The game is actually very user-friendly for Driver’s Work mode. Although the tutorial is an animated character explaining the game, diagrams and arrows telling you to press a button to break or to speed up is pretty self-explanatory. For Conductor’s Work mode, it may seem unnerving at first if you have to select a city when the map comes on. Fortunately, you have seconds (enough time) to quickly guesstimate the stop that you are going to next by selecting stops on the map as quickly as possible.

“Densha de Go! Pocket – Yamanote Line” is a very enjoyable game for the PSP. It’s really hard to promote a game like this for American video gamers and will appeal to those who enjoy trains and want a simulator or those like myself who reminisce about being in Japan and riding the JR trains everyday to get to destinations.

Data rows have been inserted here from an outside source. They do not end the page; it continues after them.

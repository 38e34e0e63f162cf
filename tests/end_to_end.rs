//! End-to-end exercises of the buffer chain workflows a protocol stack
//! performs: building frames in place, sharing and isolating, splitting and
//! reassembling messages, and restoring contiguity.

use netbuf::{Error, NetBuf};

#[test]
fn test_create_append_trim() {
    let mut buf = NetBuf::create(64).unwrap();
    buf.advance(8);
    buf.tail_mut()[..5].copy_from_slice(b"hello");
    buf.append(5);

    assert_eq!(buf.headroom(), 8);
    assert_eq!(buf.len(), 5);
    assert_eq!(buf.tailroom(), buf.capacity() - 13);
    assert_eq!(buf, b"hello");
}

#[test]
fn test_zero_copy_header_prepend() {
    let mut buf = NetBuf::create(64).unwrap();
    buf.advance(16);
    buf.tail_mut()[..5].copy_from_slice(b"pay:5");
    buf.append(5);

    // The header goes into reserved headroom; the payload never moves.
    let payload_ptr = buf.as_ptr();
    buf.prepend(4);
    buf.data_mut()[..4].copy_from_slice(b"HDR1");

    assert!(!buf.is_chained());
    assert_eq!(buf.len(), 9);
    assert_eq!(buf, b"HDR1pay:5");
    assert_eq!(unsafe { buf.as_ptr().add(4) }, payload_ptr);
}

#[test]
fn test_share_then_unshare_isolates_writes() {
    let mut first = NetBuf::copy_buffer(b"abc", 0, 0).unwrap();
    let second = first.try_clone_one().unwrap();
    assert!(first.is_shared());
    assert!(second.is_shared());

    first.unshare().unwrap();
    first.data_mut()[0] = b'Z';

    assert_eq!(first, b"Zbc");
    assert_eq!(second, b"abc");
}

#[test]
fn test_chain_coalesce_preserves_rooms() {
    let mut head = NetBuf::copy_buffer(b"AB", 4, 2).unwrap();
    head.prepend_chain(NetBuf::copy_buffer(b"CD", 0, 0).unwrap());
    head.prepend_chain(NetBuf::copy_buffer(b"EF", 1, 6).unwrap());

    let flat = head.coalesce().unwrap();
    assert_eq!(flat, b"ABCDEF");
    assert_eq!(head.count_elements(), 1);
    assert!(head.headroom() >= 4);
    assert!(head.tailroom() >= 6);
}

#[test]
fn test_chain_surgery_round_trip() {
    let mut head = NetBuf::copy_buffer(b"A", 0, 0).unwrap();
    for part in [b"B", b"C", b"D", b"E"] {
        head.prepend_chain(NetBuf::copy_buffer(part, 0, 0).unwrap());
    }
    assert_eq!(head, b"ABCDE");

    let sep = head.separate(1..4);
    assert_eq!(sep, b"BCD");
    assert_eq!(head, b"AE");

    head.append_chain(sep);
    assert_eq!(head, b"ABCDE");
    assert_eq!(head.count_elements(), 5);
}

#[test]
fn test_gather_stops_early() {
    let segment = vec![0x11u8; 100];
    let mut head = NetBuf::copy_buffer(&segment, 0, 0).unwrap();
    for _ in 0..9 {
        head.prepend_chain(NetBuf::copy_buffer(&segment, 0, 0).unwrap());
    }

    head.gather(250).unwrap();
    assert!(head.len() >= 250);
    assert!(head.count_elements() >= 7, "the tail is untouched");
    assert_eq!(head.total_len(), 1000);
}

#[test]
fn test_copy_and_wrap_round_trips() {
    let buf = NetBuf::copy_buffer(b"round trip", 0, 0).unwrap();
    assert_eq!(buf, b"round trip");
    assert!(!buf.is_shared());

    let wrapped = NetBuf::wrap_static(b"wrapped").unwrap();
    let collected: Vec<u8> = wrapped.iter().flatten().copied().collect();
    assert_eq!(collected, b"wrapped");
    assert!(wrapped.is_shared());
}

#[test]
fn test_reserve_is_idempotent_and_monotonic() {
    let mut buf = NetBuf::copy_buffer(b"data", 0, 0).unwrap();
    buf.reserve(16, 16).unwrap();
    let (head, tail, ptr) = (buf.headroom(), buf.tailroom(), buf.as_ptr());
    assert!(head >= 16 && tail >= 16);

    // Smaller or equal asks are no-ops.
    buf.reserve(16, 16).unwrap();
    buf.reserve(8, 4).unwrap();
    assert_eq!((buf.headroom(), buf.tailroom(), buf.as_ptr()), (head, tail, ptr));
    assert_eq!(buf, b"data");
}

#[test]
fn test_clone_then_drop_restores_unshared() {
    let buf = NetBuf::copy_buffer(b"state", 2, 0).unwrap();
    let before = (buf.len(), buf.headroom(), buf.tailroom());

    let clone = buf.try_clone_one().unwrap();
    assert!(buf.is_shared_one() && clone.is_shared_one());
    drop(clone);

    assert_eq!((buf.len(), buf.headroom(), buf.tailroom()), before);
    assert_eq!(buf, b"state");
    assert!(!buf.is_shared_one());
}

#[test]
fn test_writev_vector_over_chain() {
    let mut head = NetBuf::copy_buffer(b"GET ", 0, 0).unwrap();
    head.prepend_chain(NetBuf::create(16).unwrap());
    head.prepend_chain(NetBuf::copy_buffer(b"/index HTTP/1.1", 0, 0).unwrap());

    let slices = head.io_slices();
    assert_eq!(slices.len(), 2, "empty fragments are skipped");
    let flattened: Vec<u8> = slices.iter().flat_map(|s| s.iter().copied()).collect();
    assert_eq!(flattened, b"GET /index HTTP/1.1");
}

#[test]
fn test_handover_releases_everything() {
    let mut head = NetBuf::from_vec(b"head".to_vec()).unwrap();
    head.prepend_chain(NetBuf::copy_buffer(b"-tail", 0, 0).unwrap());
    let bytes = head.into_bytes().unwrap();
    assert_eq!(&bytes[..], b"head-tail");
}

#[test]
fn test_overflow_is_strongly_safe() {
    let mut head = NetBuf::copy_buffer(b"ab", 0, 0).unwrap();
    head.prepend_chain(NetBuf::copy_buffer(b"cd", 0, 0).unwrap());
    assert_eq!(head.gather(1 << 40), Err(Error::Overflow));
    assert_eq!(head.count_elements(), 2);
    assert_eq!(head, b"abcd");
}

In terms of gameplay, Driver’s Work mode sounds easy because the controls are simple but in actuality, it takes some patience and additional play to learn where to calculate your breaking as you try to stop in an exact area at the station without having your passengers rock around and fall (an indicator of people falling shows if you have done that). At times, I felt that I would receive a fantastic rating by landing in the exact spot to find that I went over the stop area by just a wee inch and that can be a bit unnerving.

For Conductor’s Work mode, it’s very simple; you only have a few things to do. With only a few clicks of a button for the right stop and at the right time and the beginning and of arrival or departure, that’s it. The main purpose of this mode is to watch the train travel from overhead or sideways and watch as it reaches the station.

Nevertheless, this game does what the game is intended to do. Operating major trains throughout Tokyo and stopping around 30 stations while maintaining happy passengers and getting them to their destinations in time. For me, it’s more of a nostalgic feeling of riding a train to various locations and Tokyo (minus the large crowds) and thus making it enjoyable.

PROS:

+ A train simulator going through major stops through Tokyo and with nice graphics and sound, it’s like riding in the train.
+ You can play the driver or the conductor
+ Ability to open up new routes and bonuses
+ Business cards allow trading of trains with people who have the game
+ Driver’s Work mode is pretty user-friendly for non-Japanese readers
+ Quick load up time
+ Experiencing the ride through Shibuya and busy areas without having to experience the crowdedness in real life.

CONS:
– Although the control scheme is simple, maintaining happy passengers and breaking exactly in the stop areas of the station is a challenge.
– Wireless trading is great but chances of finding people living outside of Japan owning the game may be a bit rare.
– Conductor’s Work mode maybe a challenge for non-Japanese readers or people familiar with the stops.
– In Conductor’s Work mode, I wish there are people moving around instead of photo cutouts of people in line waiting for the train.
– For people who want negligence in the forms of bad accidents, you are not going to find it in this game. This is not Burnout Legends.
– BEING NITPICKY: Taito’s opening theme sounds and looks like it came from a Japan Railways training video.